[MATERIALS PROVIDED — start]

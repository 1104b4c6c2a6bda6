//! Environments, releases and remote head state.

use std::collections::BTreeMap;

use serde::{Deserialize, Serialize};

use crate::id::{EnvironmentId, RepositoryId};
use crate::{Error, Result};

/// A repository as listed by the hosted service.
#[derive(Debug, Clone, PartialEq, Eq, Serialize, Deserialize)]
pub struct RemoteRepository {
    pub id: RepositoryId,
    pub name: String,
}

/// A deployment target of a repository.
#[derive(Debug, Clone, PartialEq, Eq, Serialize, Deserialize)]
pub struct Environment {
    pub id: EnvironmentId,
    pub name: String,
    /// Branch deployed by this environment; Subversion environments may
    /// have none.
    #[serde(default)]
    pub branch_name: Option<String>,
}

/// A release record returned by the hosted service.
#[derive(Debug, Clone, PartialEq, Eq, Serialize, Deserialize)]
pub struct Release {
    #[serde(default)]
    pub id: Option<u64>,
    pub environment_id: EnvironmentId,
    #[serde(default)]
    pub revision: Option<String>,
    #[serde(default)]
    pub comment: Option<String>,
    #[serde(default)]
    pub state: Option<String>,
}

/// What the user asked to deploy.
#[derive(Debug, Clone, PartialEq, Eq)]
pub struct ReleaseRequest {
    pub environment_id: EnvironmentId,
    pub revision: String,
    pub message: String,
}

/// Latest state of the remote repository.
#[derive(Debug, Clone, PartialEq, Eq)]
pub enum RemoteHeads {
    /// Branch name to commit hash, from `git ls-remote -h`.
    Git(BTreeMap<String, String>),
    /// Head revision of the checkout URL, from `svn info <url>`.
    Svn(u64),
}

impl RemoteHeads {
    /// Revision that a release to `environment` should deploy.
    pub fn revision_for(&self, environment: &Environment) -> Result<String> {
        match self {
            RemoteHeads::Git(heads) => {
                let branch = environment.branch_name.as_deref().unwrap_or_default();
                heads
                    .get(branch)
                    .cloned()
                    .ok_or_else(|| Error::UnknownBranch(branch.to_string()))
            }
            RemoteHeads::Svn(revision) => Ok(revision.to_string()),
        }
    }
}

[MATERIALS PROVIDED — finish]
[MATERIALS PROVIDED — start]

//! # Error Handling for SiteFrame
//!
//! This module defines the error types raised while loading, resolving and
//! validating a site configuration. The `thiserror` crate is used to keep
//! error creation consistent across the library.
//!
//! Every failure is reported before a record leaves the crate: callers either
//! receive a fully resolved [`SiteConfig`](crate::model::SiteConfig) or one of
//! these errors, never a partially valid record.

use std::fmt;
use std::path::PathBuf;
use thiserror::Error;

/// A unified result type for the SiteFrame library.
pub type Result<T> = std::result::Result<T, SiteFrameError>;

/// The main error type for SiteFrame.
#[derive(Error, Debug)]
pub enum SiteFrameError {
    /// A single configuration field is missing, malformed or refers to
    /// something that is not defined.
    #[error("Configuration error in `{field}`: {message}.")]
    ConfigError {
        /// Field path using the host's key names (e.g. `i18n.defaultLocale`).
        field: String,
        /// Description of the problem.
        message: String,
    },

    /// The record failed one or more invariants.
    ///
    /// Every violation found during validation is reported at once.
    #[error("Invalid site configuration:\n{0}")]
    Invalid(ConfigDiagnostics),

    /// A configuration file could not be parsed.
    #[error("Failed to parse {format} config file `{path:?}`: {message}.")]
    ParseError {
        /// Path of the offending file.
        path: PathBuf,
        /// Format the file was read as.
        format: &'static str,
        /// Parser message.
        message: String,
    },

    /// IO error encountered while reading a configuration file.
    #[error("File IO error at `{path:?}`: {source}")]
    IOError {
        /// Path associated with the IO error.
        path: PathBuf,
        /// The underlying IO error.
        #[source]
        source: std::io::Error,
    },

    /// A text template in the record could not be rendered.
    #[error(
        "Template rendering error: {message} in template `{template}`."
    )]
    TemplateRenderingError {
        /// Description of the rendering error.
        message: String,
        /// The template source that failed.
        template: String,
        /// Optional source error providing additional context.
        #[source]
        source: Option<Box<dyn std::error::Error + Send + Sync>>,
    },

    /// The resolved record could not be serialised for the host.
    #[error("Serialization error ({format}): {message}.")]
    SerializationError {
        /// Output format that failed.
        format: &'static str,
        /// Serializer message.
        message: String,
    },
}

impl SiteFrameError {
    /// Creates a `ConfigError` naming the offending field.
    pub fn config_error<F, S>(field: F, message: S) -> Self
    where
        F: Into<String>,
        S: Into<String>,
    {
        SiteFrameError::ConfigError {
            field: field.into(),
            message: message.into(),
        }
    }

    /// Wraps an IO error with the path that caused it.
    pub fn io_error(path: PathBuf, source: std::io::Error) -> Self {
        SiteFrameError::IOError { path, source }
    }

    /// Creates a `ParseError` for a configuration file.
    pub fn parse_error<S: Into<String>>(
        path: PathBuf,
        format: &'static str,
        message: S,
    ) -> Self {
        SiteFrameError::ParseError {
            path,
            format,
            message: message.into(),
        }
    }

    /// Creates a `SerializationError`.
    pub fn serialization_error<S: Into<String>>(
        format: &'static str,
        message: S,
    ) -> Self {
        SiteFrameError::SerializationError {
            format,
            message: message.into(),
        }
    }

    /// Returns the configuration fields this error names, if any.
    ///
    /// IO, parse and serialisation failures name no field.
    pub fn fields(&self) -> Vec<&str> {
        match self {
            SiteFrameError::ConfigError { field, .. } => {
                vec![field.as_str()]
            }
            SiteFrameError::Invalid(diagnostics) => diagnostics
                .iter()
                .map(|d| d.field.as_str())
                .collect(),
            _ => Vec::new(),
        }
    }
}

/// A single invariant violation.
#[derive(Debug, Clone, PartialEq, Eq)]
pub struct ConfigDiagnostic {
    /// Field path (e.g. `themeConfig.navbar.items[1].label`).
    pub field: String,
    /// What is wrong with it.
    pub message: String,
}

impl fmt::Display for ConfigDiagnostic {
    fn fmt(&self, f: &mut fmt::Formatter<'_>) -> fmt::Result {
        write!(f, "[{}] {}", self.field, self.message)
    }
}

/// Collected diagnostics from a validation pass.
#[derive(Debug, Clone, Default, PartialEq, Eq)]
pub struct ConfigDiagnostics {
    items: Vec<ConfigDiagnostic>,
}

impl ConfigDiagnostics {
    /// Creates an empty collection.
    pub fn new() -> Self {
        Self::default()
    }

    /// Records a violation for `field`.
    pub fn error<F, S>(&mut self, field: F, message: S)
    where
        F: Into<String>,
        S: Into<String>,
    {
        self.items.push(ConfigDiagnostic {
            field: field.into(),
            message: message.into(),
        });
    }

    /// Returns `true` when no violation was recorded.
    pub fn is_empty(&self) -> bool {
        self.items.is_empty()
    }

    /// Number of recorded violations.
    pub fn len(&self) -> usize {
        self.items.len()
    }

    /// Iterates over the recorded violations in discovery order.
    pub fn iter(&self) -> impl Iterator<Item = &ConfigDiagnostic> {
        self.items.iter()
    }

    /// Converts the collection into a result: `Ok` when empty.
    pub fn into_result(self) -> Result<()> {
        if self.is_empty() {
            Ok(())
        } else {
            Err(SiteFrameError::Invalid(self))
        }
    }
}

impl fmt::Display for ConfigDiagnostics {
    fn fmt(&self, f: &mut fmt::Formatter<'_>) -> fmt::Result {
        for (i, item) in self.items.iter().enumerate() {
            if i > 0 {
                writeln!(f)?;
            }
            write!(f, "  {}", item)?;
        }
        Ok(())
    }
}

[MATERIALS PROVIDED — finish]
[MATERIALS PROVIDED — start]

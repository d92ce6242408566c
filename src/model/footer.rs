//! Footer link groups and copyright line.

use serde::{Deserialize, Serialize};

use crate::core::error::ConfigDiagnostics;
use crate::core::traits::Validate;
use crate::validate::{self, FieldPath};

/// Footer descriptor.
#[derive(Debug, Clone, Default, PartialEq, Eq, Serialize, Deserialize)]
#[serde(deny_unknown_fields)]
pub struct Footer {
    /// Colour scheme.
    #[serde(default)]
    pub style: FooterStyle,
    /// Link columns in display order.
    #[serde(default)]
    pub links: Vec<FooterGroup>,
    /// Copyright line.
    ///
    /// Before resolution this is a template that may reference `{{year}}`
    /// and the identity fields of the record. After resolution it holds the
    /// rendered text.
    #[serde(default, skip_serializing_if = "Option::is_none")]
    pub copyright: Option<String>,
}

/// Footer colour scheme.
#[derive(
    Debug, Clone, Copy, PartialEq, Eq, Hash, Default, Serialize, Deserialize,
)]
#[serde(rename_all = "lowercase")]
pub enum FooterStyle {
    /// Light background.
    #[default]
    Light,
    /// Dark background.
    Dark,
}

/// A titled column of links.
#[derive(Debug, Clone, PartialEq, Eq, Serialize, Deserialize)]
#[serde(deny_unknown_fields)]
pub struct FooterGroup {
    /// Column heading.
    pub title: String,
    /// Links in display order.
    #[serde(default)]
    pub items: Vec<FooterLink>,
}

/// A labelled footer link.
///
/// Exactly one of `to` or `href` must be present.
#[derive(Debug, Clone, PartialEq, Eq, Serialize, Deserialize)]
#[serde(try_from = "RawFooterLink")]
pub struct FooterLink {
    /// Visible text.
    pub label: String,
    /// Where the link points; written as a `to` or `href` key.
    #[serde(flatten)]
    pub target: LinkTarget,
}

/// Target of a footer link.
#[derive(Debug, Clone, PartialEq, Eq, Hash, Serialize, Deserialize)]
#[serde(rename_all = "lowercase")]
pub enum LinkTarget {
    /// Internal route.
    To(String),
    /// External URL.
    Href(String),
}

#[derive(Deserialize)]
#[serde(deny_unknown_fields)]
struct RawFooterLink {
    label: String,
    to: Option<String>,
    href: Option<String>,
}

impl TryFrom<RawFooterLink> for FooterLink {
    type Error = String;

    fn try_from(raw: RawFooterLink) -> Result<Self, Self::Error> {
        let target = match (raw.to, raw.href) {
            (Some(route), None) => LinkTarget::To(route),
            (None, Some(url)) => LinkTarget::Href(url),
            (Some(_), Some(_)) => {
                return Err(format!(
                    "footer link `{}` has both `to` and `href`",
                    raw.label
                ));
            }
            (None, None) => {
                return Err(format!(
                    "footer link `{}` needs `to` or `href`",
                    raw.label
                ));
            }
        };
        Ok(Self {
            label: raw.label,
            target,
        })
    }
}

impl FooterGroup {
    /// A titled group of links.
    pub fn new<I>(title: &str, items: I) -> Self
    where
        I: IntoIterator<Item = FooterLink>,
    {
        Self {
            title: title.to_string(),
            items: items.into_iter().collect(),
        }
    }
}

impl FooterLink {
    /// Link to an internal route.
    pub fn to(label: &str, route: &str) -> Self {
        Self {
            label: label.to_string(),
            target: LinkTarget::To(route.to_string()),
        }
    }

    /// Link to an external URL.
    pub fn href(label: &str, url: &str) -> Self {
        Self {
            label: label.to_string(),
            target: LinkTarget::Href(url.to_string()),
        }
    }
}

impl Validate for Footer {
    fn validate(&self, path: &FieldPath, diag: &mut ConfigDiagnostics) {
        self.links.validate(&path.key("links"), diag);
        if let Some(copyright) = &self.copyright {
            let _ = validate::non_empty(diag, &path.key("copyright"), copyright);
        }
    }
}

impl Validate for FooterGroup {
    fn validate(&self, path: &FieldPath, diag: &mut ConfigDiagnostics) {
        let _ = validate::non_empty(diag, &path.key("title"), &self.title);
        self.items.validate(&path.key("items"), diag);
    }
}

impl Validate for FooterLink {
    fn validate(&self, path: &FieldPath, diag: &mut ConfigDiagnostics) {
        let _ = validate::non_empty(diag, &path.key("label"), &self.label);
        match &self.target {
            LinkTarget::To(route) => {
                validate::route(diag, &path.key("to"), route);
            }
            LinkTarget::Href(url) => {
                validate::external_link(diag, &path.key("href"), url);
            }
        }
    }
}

[MATERIALS PROVIDED — finish]

[PROBLEM]
Which lines in the records above contain the word "recorded"? Return each of them.

[ANSWER AREA]
    /// Returns `true` when no violation was recorded.
    /// Number of recorded violations.
    /// Iterates over the recorded violations in discovery order.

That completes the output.